The ACLU filed the federal lawsuit over the weekend in the hopes of overturning the city’s bans on sleeping in public and camping at parks and beaches. Additionally, the suit will seek a court order mandating the city keep all 200 beds in the Casa Esperanza homeless shelter open past April 1, when it is scheduled for its annual closure until December.

With 11 deaths among the homeless thus far this year, the ACLU has chosen Santa Barbara as its latest target in an ongoing effort to reduce the amount of restrictions on the homeless.
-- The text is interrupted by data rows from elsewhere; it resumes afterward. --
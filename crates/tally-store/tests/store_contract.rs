// SPDX-License-Identifier: Apache-2.0

use serde_json::json;
use tally_model::{AuditAction, EntityKind, EntityRecord, PeriodKey, RecordId, Role, UserDirectoryEntry};
use tally_store::{SyncStore, UpsertOutcome};

const EPOCH: &str = "1970-01-01T00:00:00.000Z";

fn record(id: &str, period: &str, version: u64) -> EntityRecord {
    let mut rec = EntityRecord::new(
        RecordId::parse(id).expect("record id"),
        PeriodKey::parse(period).expect("period key"),
    );
    rec.version = version;
    rec.with_field("score", json!(80))
}

fn period(key: &str) -> PeriodKey {
    PeriodKey::parse(key).expect("period key")
}

#[test]
fn insert_starts_at_version_one() {
    let mut store = SyncStore::open_in_memory().expect("open store");
    let outcome = store
        .upsert(EntityKind::KpiEntries, &record("k1", "2025-01", 0), "u1")
        .expect("upsert");
    match outcome {
        UpsertOutcome::Accepted(stored) => {
            assert_eq!(stored.version, 1);
            assert!(stored.updated_at.is_some());
        }
        other => panic!("expected accepted insert, got {other:?}"),
    }
}

#[test]
fn versions_increase_by_exactly_one() {
    let mut store = SyncStore::open_in_memory().expect("open store");
    let mut expected = 0;
    for round in 0..5 {
        let outcome = store
            .upsert(EntityKind::KpiEntries, &record("k1", "2025-01", expected), "u1")
            .expect("upsert");
        match outcome {
            UpsertOutcome::Accepted(stored) => {
                assert_eq!(stored.version, expected + 1, "round {round}");
                expected = stored.version;
            }
            other => panic!("round {round}: {other:?}"),
        }
    }
    assert_eq!(expected, 5);
}

#[test]
fn stale_expected_version_conflicts_with_current_record() {
    let mut store = SyncStore::open_in_memory().expect("open store");
    store
        .upsert(EntityKind::KpiEntries, &record("k1", "2025-01", 0), "u1")
        .expect("insert");
    store
        .upsert(EntityKind::KpiEntries, &record("k1", "2025-01", 1), "u1")
        .expect("update to v2");

    // A second writer still holding version 1 must not silently overwrite.
    let outcome = store
        .upsert(EntityKind::KpiEntries, &record("k1", "2025-01", 1), "u2")
        .expect("conflicting upsert");
    match outcome {
        UpsertOutcome::Conflict(current) => assert_eq!(current.version, 2),
        other => panic!("expected conflict, got {other:?}"),
    }

    // The losing attempt left no trace: version unchanged, no audit entry.
    let stored = store
        .get(EntityKind::KpiEntries, &RecordId::parse("k1").expect("id"))
        .expect("get")
        .expect("record exists");
    assert_eq!(stored.version, 2);
    assert_eq!(store.audit_len().expect("audit len"), 2);
}

#[test]
fn nonzero_expectation_on_missing_record_is_an_error() {
    let mut store = SyncStore::open_in_memory().expect("open store");
    let err = store
        .upsert(EntityKind::KpiEntries, &record("ghost", "2025-01", 3), "u1")
        .expect_err("must reject");
    let msg = err.to_string();
    assert!(msg.contains("ghost"), "unexpected error: {msg}");
}

#[test]
fn locked_period_rejects_writes_and_leaves_storage_untouched() {
    let mut store = SyncStore::open_in_memory().expect("open store");
    store
        .upsert(EntityKind::Complaints, &record("c1", "2025-01", 0), "u1")
        .expect("seed record");
    store
        .set_lock(&period("2025-01"), true, "admin", Some("month closed"))
        .expect("lock period");

    let before = store.changes_since(EPOCH).expect("snapshot before");
    let audit_before = store.audit_len().expect("audit len");

    let outcome = store
        .upsert(EntityKind::Complaints, &record("c1", "2025-01", 1), "u1")
        .expect("rejected upsert");
    assert!(matches!(outcome, UpsertOutcome::PeriodLocked(_)));

    let after = store.changes_since(EPOCH).expect("snapshot after");
    assert_eq!(before, after, "storage must be unchanged after a locked write");
    assert_eq!(store.audit_len().expect("audit len"), audit_before);

    // A different, unlocked period still accepts writes.
    let outcome = store
        .upsert(EntityKind::Complaints, &record("c2", "2025-02", 0), "u1")
        .expect("upsert");
    assert!(matches!(outcome, UpsertOutcome::Accepted(_)));
}

#[test]
fn padded_wire_period_cannot_slip_past_a_lock() {
    let mut store = SyncStore::open_in_memory().expect("open store");
    store
        .set_lock(&period("2025-01"), true, "admin", Some("month closed"))
        .expect("lock period");

    // Deserialization normalizes the padded key, so the lock row matches.
    let rec: EntityRecord = serde_json::from_value(json!({
        "id": "k1",
        "period": " 2025-01",
        "version": 0,
        "score": 80
    }))
    .expect("deserialize wire record");
    assert_eq!(rec.period.as_str(), "2025-01");

    let outcome = store
        .upsert(EntityKind::KpiEntries, &rec, "u1")
        .expect("upsert");
    assert!(matches!(outcome, UpsertOutcome::PeriodLocked(_)));
    assert_eq!(store.audit_len().expect("audit len"), 1);
}

#[test]
fn unlock_is_audited_and_reopens_the_period() {
    let mut store = SyncStore::open_in_memory().expect("open store");
    let key = period("2025-01");
    store
        .set_lock(&key, true, "admin", Some("close"))
        .expect("lock");
    store.set_lock(&key, false, "admin", None).expect("unlock");
    assert!(!store.is_locked(&key).expect("is_locked"));

    let actions: Vec<AuditAction> = store
        .recent_audit(10)
        .expect("recent audit")
        .into_iter()
        .map(|e| e.action)
        .collect();
    assert_eq!(actions, vec![AuditAction::Unlock, AuditAction::Lock]);

    let outcome = store
        .upsert(EntityKind::Leads, &record("l1", "2025-01", 0), "u1")
        .expect("upsert after unlock");
    assert!(matches!(outcome, UpsertOutcome::Accepted(_)));
}

#[test]
fn lock_metadata_survives_unlock() {
    let mut store = SyncStore::open_in_memory().expect("open store");
    let key = period("2025-03");
    let locked = store
        .set_lock(&key, true, "admin", Some("quarter close"))
        .expect("lock");
    assert_eq!(locked.locked_by.as_deref(), Some("admin"));
    let unlocked = store.set_lock(&key, false, "admin", None).expect("unlock");
    assert!(!unlocked.is_locked);
    assert_eq!(unlocked.reason.as_deref(), Some("quarter close"));
}

#[test]
fn changes_since_returns_all_records_at_or_after_watermark() {
    let mut store = SyncStore::open_in_memory().expect("open store");
    store
        .upsert(EntityKind::KpiEntries, &record("k1", "2025-01", 0), "u1")
        .expect("insert k1");
    let stored = store
        .get(EntityKind::KpiEntries, &RecordId::parse("k1").expect("id"))
        .expect("get")
        .expect("exists");
    let wm = stored.updated_at.clone().expect("updated_at");

    // Inclusive boundary: the record stamped exactly at the watermark is
    // still delivered.
    let tables = store.changes_since(&wm).expect("changes at boundary");
    assert_eq!(tables[&EntityKind::KpiEntries].len(), 1);

    // A later watermark excludes it.
    let later = format!("{}~", wm);
    let tables = store.changes_since(&later).expect("changes after");
    assert!(tables[&EntityKind::KpiEntries].is_empty());

    // Every synced kind is present in the map even when empty.
    assert_eq!(tables.len(), 4);
}

#[test]
fn audit_payload_snapshots_the_accepted_record() {
    let mut store = SyncStore::open_in_memory().expect("open store");
    store
        .upsert(EntityKind::Leads, &record("l9", "2025-02", 0), "u7")
        .expect("insert");
    let entries = store.recent_audit(1).expect("recent audit");
    assert_eq!(entries.len(), 1);
    let entry = &entries[0];
    assert_eq!(entry.actor_id, "u7");
    assert_eq!(entry.action, AuditAction::Upsert);
    assert_eq!(entry.entity, "leads");
    assert_eq!(entry.entity_id, "l9");
    assert_eq!(entry.payload["version"], 1);
    assert_eq!(entry.payload["score"], 80);
}

#[test]
fn login_verifies_pin_and_hides_hashes() {
    let store = SyncStore::open_in_memory().expect("open store");
    store
        .add_user(
            &UserDirectoryEntry {
                id: "u1".to_string(),
                name: "General Manager".to_string(),
                role: Role::Admin,
                dept: "executive".to_string(),
            },
            "admin",
            "1234",
        )
        .expect("add user");

    let user = store
        .verify_login("admin", "1234")
        .expect("verify")
        .expect("valid login");
    assert_eq!(user.id, "u1");
    assert_eq!(user.role, Role::Admin);

    assert!(store.verify_login("admin", "9999").expect("verify").is_none());
    assert!(store.verify_login("nobody", "1234").expect("verify").is_none());

    let (_, users) = store.bootstrap().expect("bootstrap");
    let as_json = serde_json::to_string(&users).expect("serialize directory");
    assert!(!as_json.contains("pin"), "directory must not leak pin data");
}

#[test]
fn store_persists_across_reopen() {
    let dir = tempfile::tempdir().expect("tempdir");
    let db = dir.path().join("tally.db");
    {
        let mut store = SyncStore::open(&db).expect("open store");
        store
            .upsert(EntityKind::MaintenanceTickets, &record("m1", "2025-01", 0), "u1")
            .expect("insert");
    }
    let store = SyncStore::open(&db).expect("reopen store");
    let stored = store
        .get(
            EntityKind::MaintenanceTickets,
            &RecordId::parse("m1").expect("id"),
        )
        .expect("get")
        .expect("record survived reopen");
    assert_eq!(stored.version, 1);
}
Early this month, the city of Laguna Beach reversed its anti-camping ordinance following a similar suit from ACLU. And, in 2003, the ACLU sued Los Angeles over arrests on Skid Row – an area home to one of the largest stable populations of homeless residents in the country – and eventually struck a compromise that allowed most forms of “sidewalk sleeping.”

The Santa Barbara suit was filed on behalf of four transients who will be forced out onto the streets – where sleeping is illegal – if Casa Esperanza closes as scheduled.

In forcing shelter residents back onto the street, the city is “manufacturing homelessness and perhaps death warrants,” Mark Rosenbaum, an attorney for the ACLU of Southern California, said at a news conference.

In establishing their case, the ACLU has claimed that since many homeless people are disabled, Santa Barbara’s policies against the homeless violate the Americans with Disabilities Act.

The city has had an anti-camping ordinance in place since the 1970s, when a series of beachfront murders prompted local lawmakers to write the law.

While about half the beds in Casa Esperanza are available, under certain circumstances, year round, the second half are only made available during the cold winter months from December to April. The shelter has 30 “medical beds,” but the beds are reserved for only the acutely ill, leaving large numbers of reasonably ill transients without a place to sleep eight months out of the year.

The other 70 beds available year round are earmarked for transients capable of participating in the shelter’s job and rehabilitation programs – in which the ACLU says
many of the “chronically homeless” are unable to partake.